Thursday, March 23, 2006

A Beautiful Mind

For the past week, we have been seeing psychiatric patients on out patient basis. These patients range from agitated and restless to catatonic and hysterical. Let me categorize them to give you a better light of what we deal with every day.

The Depressed. I could not believe the number of patients who come for consult because they are utterly sad or depressed. There are patients in this group who look like us when we are sad and then, there are those who sit motionless, facial expression-less or display the gloomiest look you can imagine.

The Anxious. These patients worry too much. Their worries can be as simple as dying during an ultrasound or as complicated as fear of experiencing again a traumatic event which they personally witnessed. These people are generally restless and they have too much fear and worries inside of them.

The Russell Crowes. Those who belong in this group are the stereotypical psychiatric patients that we know of. They hear voices, see people and feel things that other people can't see. They say things like, "Feeling ko, puputok ang nervous system ko," or they think that somebody is out there to kill them. They are just like Russell Crowe in The Beautiful Mind but that is where the similarity ends.

What separates us from the 1st 2 groups are our abilities to adapt, cope and fight back. We cry when a loved one dies, talk to our friends when we fear that somebody might hurt us, ask for help when we can't do it or pray when we feel hopeless.

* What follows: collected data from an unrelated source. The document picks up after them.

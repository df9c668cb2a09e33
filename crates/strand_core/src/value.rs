use boa_engine::{
    object::builtins::{
        JsArray, JsArrayBuffer, JsDataView, JsDate, JsFunction, JsMap, JsPromise,
        JsRegExp, JsSet, JsTypedArray, JsUint8Array,
    },
    Context, JsBigInt, JsNativeError, JsObject, JsResult, JsString, JsSymbol,
};

pub use boa_engine::value::*;

pub trait IntoJs {
    /// This function converts a Rust value into a JavaScript value.
    fn into_js(self, context: &mut Context) -> JsValue;
}

#[macro_export]
macro_rules! impl_into_js_from_into {
    ($($T: ty), *) => {
        $(
            impl IntoJs for $T {
                #[inline]
                fn into_js(self, _context: &mut Context) -> JsValue {
                    self.into()
                }
            }
        )*
    };
}

impl_into_js_from_into!(
    JsValue,
    JsArray,
    JsArrayBuffer,
    JsBigInt,
    JsDataView,
    JsDate,
    JsFunction,
    JsMap,
    JsObject,
    JsPromise,
    JsRegExp,
    JsSet,
    JsSymbol,
    JsTypedArray,
    JsUint8Array,
    JsString,
    Numeric,
    (),
    char,
    f32,
    f64,
    i16,
    i32,
    i64,
    i8,
    u16,
    u32,
    u64,
    u8,
    usize,
    bool
);

impl IntoJs for String {
    fn into_js(self, _context: &mut Context) -> JsValue {
        JsString::from(self).into()
    }
}

impl IntoJs for &str {
    fn into_js(self, _context: &mut Context) -> JsValue {
        JsString::from(self).into()
    }
}

impl<T> IntoJs for Option<T>
where
    T: IntoJs,
{
    fn into_js(self, context: &mut Context) -> JsValue {
        match self {
            Some(value) => value.into_js(context),
            None => JsValue::null(),
        }
    }
}

impl<T> IntoJs for Vec<T>
where
    T: IntoJs,
{
    fn into_js(self, context: &mut Context) -> JsValue {
        let mut values = Vec::new();
        for val in self.into_iter() {
            values.push(val.into_js(context));
        }
        JsArray::from_iter(values, context).into()
    }
}

/// A unit type that corresponds to an undefined JS value
#[derive(Default)]
pub enum JsUndefined {
    #[default]
    Undefined,
}

impl TryFromJs for JsUndefined {
    fn try_from_js(value: &JsValue, _context: &mut Context) -> JsResult<Self> {
        if value.is_undefined() {
            Ok(JsUndefined::Undefined)
        } else {
            Err(JsNativeError::typ()
                .with_message(format!("Expected undefined but found {:?}", value))
                .into())
        }
    }
}

impl From<JsUndefined> for JsValue {
    fn from(_: JsUndefined) -> Self {
        JsValue::undefined()
    }
}

impl_into_js_from_into!(JsUndefined);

The last group, on the other hand, is what I call complicated. There are a lot of theories explaining their conditions but these are only attempts. They are also far from achieving what Crowe achieved in that movie.

One of my psychiatry professors once said that it is only a fine thread that separates sanity from insanity. True. Let us then do everything not to cross or break that thread. It won't be a pretty sight, trust me, when that happens. Far from beautiful.

1 comment:

Ria said...

but wouldn't you think sometimes it's that fine line that makes us each truly unique? in many ways you're right about what separates us from them...the abilty to cope, to pick ourselves up again, to find the light. sometimes though we can learn a lot from some of these beautiful minds. you see for them, what matters is only the here and now, not the tomorrow, not the yesterday...just now.